The Famous Idea Trading Company
05/23/2012 14:23:04


Artslink.co.za News
The Gordon Institute for Performing and Creative Arts (GIPCA) will present a weekend event focussed on Plays and Playwrights, from 23-26 August 2012.

This will take place at Hiddingh Hall, University of Cape Town Hiddingh Campus, Orange Street, Cape Town.

Following the popularity of last year’s Directors and Directing symposium, the Gordon Institute for Performing and Creative Arts (GIPCA) acknowledges the need for the existence of such a forum as an annual event: a space for theorists, professionals and students of the theatre to come together and talk about key issues facing those who work in or watch or write about the theatre. This year, the focus is on Playwrights and Writing for the Theatre.

The scarcity of playwrights writing for the stage is legend in contemporary South African theatrical discourse, in stark contrast to the consistently articulated perception of the potential for innumerable stories waiting to be told. However, in a country of multiple subjectivities, is there room for the singular voice of the playwright? Is the consistently criticized quality of contemporary theatre a result of an indulgence of multiple voices as opposed to the authority and craft of the singular? Is the role of the playwright weakened by post-colonial subjectivities and the rise of genres such as visual performance, live art, performance art, dance theatre, and workshop theatre? These questions connect to the consistent quest for agency and platform to speak, to be definitive, to speak for a constituency or freely say it as it is, as an individual unfettered and without being answerable to anybody.

Inside the darkened theatre, one may well ask: Whose text trumps whose? Writer, director, designer, producer, audience, critic?

Directors and Directing: Playwrights will include theatre visits, performances, and informal talks, but primarily will comprise a symposium with a variety of panels.

Some of the topics will include:
- Critical approaches to South African writing for theatre
- Multiple languages in the theatre
- The primacy of the written text
- The relevance of the literary text in a post-dramatic, post-colonial, post -Artaudian universe
- Oral Traditions and the Theatre
- Post 1994 writing
- Directors on Writers / Writers on Directors
- Young Playwrights
- Writers who direct their own text
- Whose text 1: Writer, director, producer, funder?
- Whose text 2: Can I tell your story if I have not experienced your life?
- Whose text 3: Multiple voices in workshop theatre and theatre making
- New forms

Interested applicants should send a topic and an abstract of no more than 350 words for a presentation of 10-15 minutes. Please include your name, email address, landline and mobile numbers, as well as a 100 word biography. Applications should be sent to fin-gipca@uct.ac.za. For more information, contact the GIPCA office on 021 480 7156. The full call for presentations is available from the GIPCA website. Deadline for applications is Monday 25 June 2012.


Notes to Editors:

Several recent provocations have heralded a new wave of ideas around the historic and contemporary role of the playwright.
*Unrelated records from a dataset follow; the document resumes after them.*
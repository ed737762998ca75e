// Remote screen module - seams towards the remote-desktop transport.
// The transport itself (VNC client, input injection) lives outside this crate;
// matching only needs a frame source and, for clicking, a pointer.

pub mod file_source;
pub mod types;

// Re-export the main types for easy access
pub use file_source::FileFrameSource;
pub use types::{FrameSource, PointerInput};
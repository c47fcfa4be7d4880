//! probe-service entry point.
//!
//! Parses the command line, loads configuration, initializes tracing, builds
//! the router and serves it until interrupted.

use std::process::ExitCode;

use clap::Parser;

use probe_service::config::{AppConfig, ConfigError, DEFAULT_CONFIG_PATH};
use probe_service::{create_router, logging, server, AppState};

/// Minimal web service exposing greeting, health and runtime-info endpoints
#[derive(Parser, Debug)]
#[command(name = "probe-service", version, about)]
struct Args {
    /// Path to configuration file (optional unless given explicitly)
    #[arg(short, long)]
    config: Option<String>,

    /// Address to bind (default 0.0.0.0)
    #[arg(long)]
    host: Option<String>,

    /// Port to listen on (default 5000)
    #[arg(short, long, env = "PORT")]
    port: Option<u16>,

    /// Log level filter (e.g., "probe_service=debug,tower_http=info")
    #[arg(short, long)]
    log_level: Option<String>,

    /// Log format: text or json
    #[arg(long)]
    log_format: Option<String>,
}

#[tokio::main]
async fn main() -> ExitCode {
    let args = Args::parse();

    let config = match load_config(&args) {
        Ok(config) => config,
        Err(e) => {
            // No subscriber yet, report directly on stderr
            eprintln!("probe-service: {}", e);
            return ExitCode::FAILURE;
        }
    };

    let filter = logging::resolve_filter(args.log_level, std::env::var("RUST_LOG").ok());
    logging::init(&filter, &config.logging);

    tracing::info!(
        version = env!("CARGO_PKG_VERSION"),
        environment_var = %config.app.environment_var,
        "Loaded configuration"
    );

    match run(config).await {
        Ok(()) => ExitCode::SUCCESS,
        Err(e) => {
            tracing::error!(error = %e, "Fatal server error");
            ExitCode::FAILURE
        }
    }
}

fn load_config(args: &Args) -> Result<AppConfig, ConfigError> {
    let mut config = match &args.config {
        Some(path) => AppConfig::load(path, true)?,
        None => AppConfig::load(DEFAULT_CONFIG_PATH, false)?,
    };
    config.apply_overrides(args.host.clone(), args.port, args.log_format.clone())?;
    Ok(config)
}

async fn run(config: AppConfig) -> Result<(), Box<dyn std::error::Error>> {
    let addr = config.socket_addr()?;
    let app = create_router(AppState::new(config));

    let listener = server::bind(addr).await?;
    server::serve(listener, app, server::shutdown_signal()).await?;

    Ok(())
}
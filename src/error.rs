use axum::{
    http::StatusCode,
    response::{IntoResponse, Response},
};

#[derive(Debug, thiserror::Error)]
pub enum AppError {
    #[error("Not Found")]
    NotFound,
}

impl IntoResponse for AppError {
    fn into_response(self) -> Response {
        let status = match &self {
            AppError::NotFound => StatusCode::NOT_FOUND,
        };

        (status, self.to_string()).into_response()
    }
}

/// Fallback for unmatched paths and unmatched methods on known paths.
pub async fn not_found() -> AppError {
    AppError::NotFound
}
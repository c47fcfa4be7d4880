//! Health check endpoint for container orchestration.
//!
//! Provides a liveness probe that returns 200 OK when the process is running,
//! together with the wall-clock time and host it was answered from. Used by
//! Kubernetes, ECS, systemd, and load balancers to verify the service is alive.

use axum::Json;
use chrono::{Local, SecondsFormat};
use serde::Serialize;

use crate::config::{HEALTH_STATUS, SERVICE_VERSION, UNKNOWN_HOSTNAME};

#[derive(Debug, Clone, Serialize)]
pub struct HealthResponse {
    pub status: &'static str,
    pub timestamp: String,
    pub hostname: String,
    pub version: &'static str,
}

/// Health check handler.
///
/// Timestamp and hostname are read on every call; nothing is cached.
pub async fn health() -> Json<HealthResponse> {
    Json(HealthResponse {
        status: HEALTH_STATUS,
        timestamp: Local::now().to_rfc3339_opts(SecondsFormat::Micros, false),
        hostname: current_hostname(),
        version: SERVICE_VERSION,
    })
}

/// Host name as reported by the operating system.
pub fn current_hostname() -> String {
    match hostname::get().map(|name| name.into_string()) {
        Ok(Ok(name)) => name,
        Ok(Err(raw)) => {
            tracing::warn!(hostname = ?raw, "Hostname is not valid UTF-8");
            UNKNOWN_HOSTNAME.to_string()
        }
        Err(e) => {
            tracing::warn!(error = %e, "Failed to resolve hostname");
            UNKNOWN_HOSTNAME.to_string()
        }
    }
}

#[cfg(test)]
mod tests {
    use super::*;
    use chrono::DateTime;

    #[tokio::test]
    async fn test_health_fields() {
        let Json(body) = health().await;
        assert_eq!(body.status, "healthy");
        assert_eq!(body.version, "1.0.0");
        assert!(!body.hostname.is_empty());
        assert!(DateTime::parse_from_rfc3339(&body.timestamp).is_ok());
    }

    #[test]
    fn test_current_hostname_is_stable() {
        assert_eq!(current_hostname(), current_hostname());
    }
}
In his opening speech, chair for the Naledi Awards, Dali Tambo proclaimed that “Literature is the cornerstone of narrative theatre and every cultural renaissance or theatrical renaissance in history has begun with an explosion of literary zeal. South African playwrights are the Griots of our age”, thereby bringing the gaze once more on the playwright and it follows, the scarcity of the play text in contemporary South African theatre.

Zakes Mda made a swipe at what he saw as opportunistic social engineering referring to a period when political plays were uppermost in South African theatrical production, when “writers wrote purely for export, and designed their plays in a manner which they thought would be acceptable to overseas audiences.”

Athol Fugard recently said,” The truth is that the new South Africa needs committed playwrights who are prepared to bear witness to what is going on every bit as urgently as the old ones did,” an area of concern that Mda later added his voice to.

Fugard added, "With so many young playwrights, the true craft of writing for living voices is not what it used to be. They write for attention spans of 10 minutes between adverts." In response, an anonymous blogger shot back “I suppose young playwrights aren't sure how to be overtly political. Most people under 30 I know have taken drugs so they're hardly going to be condemning drug abuse outright... The trouble is - we grew up with the dark side of the left (even if no one talks about it) but we still think political equals ideal - so it's easier to comment on pop culture than launch into a radical polemic.”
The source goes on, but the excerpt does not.